* [Exercise aim]
Reproduce the entries below exactly, but only from the line containing "repository ebb084a300f01529" to the line containing "field by field.", inclusive.

* [Dataset entries]
__________

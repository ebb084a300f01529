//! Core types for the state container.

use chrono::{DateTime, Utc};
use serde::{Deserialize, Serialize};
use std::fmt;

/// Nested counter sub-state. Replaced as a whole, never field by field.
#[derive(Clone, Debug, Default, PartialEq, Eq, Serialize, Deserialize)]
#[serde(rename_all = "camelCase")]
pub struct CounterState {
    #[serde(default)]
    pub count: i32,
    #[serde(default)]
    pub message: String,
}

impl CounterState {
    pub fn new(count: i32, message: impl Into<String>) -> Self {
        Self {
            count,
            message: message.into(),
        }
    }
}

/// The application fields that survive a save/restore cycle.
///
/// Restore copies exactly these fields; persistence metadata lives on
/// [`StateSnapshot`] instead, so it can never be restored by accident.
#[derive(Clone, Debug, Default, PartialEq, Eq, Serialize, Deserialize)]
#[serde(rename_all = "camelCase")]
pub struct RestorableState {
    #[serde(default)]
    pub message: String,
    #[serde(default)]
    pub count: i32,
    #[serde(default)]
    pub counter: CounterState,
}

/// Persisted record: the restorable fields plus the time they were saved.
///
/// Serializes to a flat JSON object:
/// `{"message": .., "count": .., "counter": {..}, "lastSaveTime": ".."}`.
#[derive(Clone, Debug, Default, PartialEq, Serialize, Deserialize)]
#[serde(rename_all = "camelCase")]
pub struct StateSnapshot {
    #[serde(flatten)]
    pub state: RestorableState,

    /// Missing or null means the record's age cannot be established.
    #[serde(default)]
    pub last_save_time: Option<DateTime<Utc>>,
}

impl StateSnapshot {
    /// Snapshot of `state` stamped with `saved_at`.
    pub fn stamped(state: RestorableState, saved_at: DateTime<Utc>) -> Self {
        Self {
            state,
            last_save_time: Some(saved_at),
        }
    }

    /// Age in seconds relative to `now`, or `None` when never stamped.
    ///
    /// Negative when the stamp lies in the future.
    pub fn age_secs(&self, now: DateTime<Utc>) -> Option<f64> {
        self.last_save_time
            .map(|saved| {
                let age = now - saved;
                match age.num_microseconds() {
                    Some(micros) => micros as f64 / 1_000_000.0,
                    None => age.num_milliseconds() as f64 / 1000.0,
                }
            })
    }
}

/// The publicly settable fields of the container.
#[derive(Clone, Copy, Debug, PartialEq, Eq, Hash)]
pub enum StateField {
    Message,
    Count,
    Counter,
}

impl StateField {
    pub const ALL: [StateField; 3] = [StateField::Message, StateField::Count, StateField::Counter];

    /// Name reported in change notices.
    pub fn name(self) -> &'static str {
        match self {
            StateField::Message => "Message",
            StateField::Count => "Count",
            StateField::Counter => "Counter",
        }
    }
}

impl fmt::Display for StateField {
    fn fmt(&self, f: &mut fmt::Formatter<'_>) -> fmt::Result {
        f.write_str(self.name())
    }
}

__________

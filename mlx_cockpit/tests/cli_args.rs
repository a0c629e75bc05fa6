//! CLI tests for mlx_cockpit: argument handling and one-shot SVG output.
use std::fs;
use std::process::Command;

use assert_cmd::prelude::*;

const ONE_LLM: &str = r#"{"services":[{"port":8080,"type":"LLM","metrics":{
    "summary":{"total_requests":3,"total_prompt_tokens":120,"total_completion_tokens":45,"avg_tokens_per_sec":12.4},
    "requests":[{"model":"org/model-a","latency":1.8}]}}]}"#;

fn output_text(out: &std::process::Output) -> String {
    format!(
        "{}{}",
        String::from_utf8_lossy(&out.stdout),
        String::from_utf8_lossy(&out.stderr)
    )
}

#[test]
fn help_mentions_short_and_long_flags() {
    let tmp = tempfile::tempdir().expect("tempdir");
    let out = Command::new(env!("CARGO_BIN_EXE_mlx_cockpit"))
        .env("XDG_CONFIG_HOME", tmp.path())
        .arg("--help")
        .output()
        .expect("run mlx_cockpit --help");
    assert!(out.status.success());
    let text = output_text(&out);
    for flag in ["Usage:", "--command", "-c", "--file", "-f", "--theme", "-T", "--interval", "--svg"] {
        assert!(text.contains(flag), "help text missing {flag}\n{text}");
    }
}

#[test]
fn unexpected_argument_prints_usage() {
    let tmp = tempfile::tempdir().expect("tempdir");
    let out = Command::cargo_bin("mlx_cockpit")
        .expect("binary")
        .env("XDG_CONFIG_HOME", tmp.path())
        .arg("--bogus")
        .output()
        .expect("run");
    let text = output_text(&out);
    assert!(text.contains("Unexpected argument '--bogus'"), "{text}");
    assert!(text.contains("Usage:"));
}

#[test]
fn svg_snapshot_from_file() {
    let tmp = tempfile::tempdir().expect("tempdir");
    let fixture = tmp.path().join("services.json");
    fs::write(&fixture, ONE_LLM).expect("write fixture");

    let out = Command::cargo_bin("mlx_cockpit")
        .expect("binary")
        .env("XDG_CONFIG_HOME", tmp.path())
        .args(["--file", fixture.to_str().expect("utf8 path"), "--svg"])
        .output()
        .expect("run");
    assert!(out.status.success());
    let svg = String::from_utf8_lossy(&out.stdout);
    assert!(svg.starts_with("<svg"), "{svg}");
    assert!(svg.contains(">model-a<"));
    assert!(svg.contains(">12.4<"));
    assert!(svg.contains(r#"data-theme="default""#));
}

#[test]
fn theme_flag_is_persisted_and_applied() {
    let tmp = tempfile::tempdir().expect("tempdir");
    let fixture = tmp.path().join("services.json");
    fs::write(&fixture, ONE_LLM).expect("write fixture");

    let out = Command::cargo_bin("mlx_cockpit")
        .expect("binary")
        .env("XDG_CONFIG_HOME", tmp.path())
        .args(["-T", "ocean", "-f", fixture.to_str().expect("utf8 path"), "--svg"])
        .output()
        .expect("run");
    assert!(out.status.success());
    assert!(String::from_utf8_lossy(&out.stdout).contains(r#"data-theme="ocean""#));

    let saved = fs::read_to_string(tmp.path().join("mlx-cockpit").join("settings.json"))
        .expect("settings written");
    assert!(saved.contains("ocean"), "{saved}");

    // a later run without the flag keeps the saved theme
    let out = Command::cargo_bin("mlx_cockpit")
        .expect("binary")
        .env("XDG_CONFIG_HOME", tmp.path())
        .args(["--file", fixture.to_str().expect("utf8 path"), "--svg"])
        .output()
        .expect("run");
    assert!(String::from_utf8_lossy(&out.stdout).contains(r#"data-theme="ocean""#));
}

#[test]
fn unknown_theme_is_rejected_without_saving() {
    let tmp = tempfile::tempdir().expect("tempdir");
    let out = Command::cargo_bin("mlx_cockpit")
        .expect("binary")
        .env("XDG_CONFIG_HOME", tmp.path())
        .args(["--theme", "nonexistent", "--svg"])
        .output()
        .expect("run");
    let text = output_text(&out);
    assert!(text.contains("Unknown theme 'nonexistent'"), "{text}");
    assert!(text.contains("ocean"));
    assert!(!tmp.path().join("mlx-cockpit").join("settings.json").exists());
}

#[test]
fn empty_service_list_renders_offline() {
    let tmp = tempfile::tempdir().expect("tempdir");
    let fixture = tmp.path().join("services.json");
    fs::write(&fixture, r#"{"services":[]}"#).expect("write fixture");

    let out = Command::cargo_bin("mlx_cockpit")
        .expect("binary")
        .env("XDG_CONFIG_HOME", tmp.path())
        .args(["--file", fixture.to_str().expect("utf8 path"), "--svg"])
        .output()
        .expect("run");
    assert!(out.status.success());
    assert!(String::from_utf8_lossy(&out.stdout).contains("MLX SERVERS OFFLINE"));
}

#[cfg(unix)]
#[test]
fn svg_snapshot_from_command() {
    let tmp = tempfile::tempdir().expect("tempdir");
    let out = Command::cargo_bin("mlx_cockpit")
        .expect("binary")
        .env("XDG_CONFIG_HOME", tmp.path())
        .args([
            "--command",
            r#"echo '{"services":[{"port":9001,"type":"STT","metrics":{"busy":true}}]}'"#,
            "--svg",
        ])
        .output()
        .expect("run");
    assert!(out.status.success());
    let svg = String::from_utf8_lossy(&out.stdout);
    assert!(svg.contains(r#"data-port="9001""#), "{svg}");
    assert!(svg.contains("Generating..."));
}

__________

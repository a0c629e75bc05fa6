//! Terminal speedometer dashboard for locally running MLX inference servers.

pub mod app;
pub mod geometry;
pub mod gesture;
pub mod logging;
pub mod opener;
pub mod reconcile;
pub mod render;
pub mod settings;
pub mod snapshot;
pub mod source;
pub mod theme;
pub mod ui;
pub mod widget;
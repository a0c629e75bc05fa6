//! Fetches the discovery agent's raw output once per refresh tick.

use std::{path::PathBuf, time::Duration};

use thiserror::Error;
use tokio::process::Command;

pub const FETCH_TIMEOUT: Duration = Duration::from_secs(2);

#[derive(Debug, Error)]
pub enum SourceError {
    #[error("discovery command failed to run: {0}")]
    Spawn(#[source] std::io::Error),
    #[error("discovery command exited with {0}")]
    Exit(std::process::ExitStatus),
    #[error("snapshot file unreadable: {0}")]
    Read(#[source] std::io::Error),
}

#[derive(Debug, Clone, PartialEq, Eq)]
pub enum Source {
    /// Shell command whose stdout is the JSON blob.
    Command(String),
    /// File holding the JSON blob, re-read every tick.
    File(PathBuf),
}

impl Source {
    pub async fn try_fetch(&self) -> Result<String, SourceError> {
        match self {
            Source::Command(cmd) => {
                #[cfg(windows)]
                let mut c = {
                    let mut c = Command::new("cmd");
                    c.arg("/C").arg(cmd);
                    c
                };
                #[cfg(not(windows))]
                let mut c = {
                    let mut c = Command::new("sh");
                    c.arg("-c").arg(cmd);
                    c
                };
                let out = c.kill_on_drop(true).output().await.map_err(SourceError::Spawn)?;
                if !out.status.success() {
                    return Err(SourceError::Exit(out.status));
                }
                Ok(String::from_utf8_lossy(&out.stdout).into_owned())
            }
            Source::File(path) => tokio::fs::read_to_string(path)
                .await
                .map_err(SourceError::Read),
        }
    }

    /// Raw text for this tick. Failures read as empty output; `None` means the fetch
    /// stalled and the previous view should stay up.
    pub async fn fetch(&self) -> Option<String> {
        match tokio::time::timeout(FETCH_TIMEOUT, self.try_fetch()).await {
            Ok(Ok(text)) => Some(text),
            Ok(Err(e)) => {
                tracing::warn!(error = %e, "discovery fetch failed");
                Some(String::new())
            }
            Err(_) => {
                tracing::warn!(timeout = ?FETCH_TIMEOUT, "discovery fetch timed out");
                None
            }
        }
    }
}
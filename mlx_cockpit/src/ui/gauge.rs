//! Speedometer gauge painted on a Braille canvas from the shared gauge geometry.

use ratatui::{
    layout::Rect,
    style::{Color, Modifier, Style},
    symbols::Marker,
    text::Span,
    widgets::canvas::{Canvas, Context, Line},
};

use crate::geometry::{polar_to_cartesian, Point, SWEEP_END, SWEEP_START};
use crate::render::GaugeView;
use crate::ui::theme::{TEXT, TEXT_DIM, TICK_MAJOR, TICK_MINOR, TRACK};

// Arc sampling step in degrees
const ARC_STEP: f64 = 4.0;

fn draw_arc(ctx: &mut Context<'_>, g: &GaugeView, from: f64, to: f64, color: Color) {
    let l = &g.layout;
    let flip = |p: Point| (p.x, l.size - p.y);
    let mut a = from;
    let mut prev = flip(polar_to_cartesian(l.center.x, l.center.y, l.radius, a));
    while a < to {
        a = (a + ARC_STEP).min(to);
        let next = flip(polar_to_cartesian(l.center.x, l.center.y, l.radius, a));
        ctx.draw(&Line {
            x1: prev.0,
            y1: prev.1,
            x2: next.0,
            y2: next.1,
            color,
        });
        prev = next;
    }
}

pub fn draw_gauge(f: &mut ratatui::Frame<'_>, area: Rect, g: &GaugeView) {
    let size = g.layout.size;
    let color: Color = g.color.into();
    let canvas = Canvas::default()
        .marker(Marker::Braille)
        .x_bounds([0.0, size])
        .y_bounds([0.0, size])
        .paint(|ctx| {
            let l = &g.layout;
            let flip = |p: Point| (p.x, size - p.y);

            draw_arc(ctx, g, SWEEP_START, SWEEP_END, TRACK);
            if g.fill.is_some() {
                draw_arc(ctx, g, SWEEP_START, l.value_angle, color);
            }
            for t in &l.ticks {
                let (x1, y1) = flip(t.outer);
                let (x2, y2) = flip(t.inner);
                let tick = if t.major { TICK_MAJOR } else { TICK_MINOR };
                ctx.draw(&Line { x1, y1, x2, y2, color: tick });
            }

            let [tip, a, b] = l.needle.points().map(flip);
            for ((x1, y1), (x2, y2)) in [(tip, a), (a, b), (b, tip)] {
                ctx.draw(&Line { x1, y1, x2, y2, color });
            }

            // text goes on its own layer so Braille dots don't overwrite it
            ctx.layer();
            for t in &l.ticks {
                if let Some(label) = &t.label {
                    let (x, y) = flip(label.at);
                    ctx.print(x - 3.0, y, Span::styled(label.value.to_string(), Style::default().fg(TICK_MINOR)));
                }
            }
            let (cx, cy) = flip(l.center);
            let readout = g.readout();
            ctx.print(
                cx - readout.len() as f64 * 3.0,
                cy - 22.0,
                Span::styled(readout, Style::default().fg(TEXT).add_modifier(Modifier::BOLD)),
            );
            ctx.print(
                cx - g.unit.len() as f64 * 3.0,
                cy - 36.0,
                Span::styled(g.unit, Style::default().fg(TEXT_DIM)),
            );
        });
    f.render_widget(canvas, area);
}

__________

* [Answer to this exercise]
repository ebb084a300f01529
//! Core types for the state container.

use chrono::{DateTime, Utc};
use serde::{Deserialize, Serialize};
use std::fmt;

/// Nested counter sub-state. Replaced as a whole, never field by field.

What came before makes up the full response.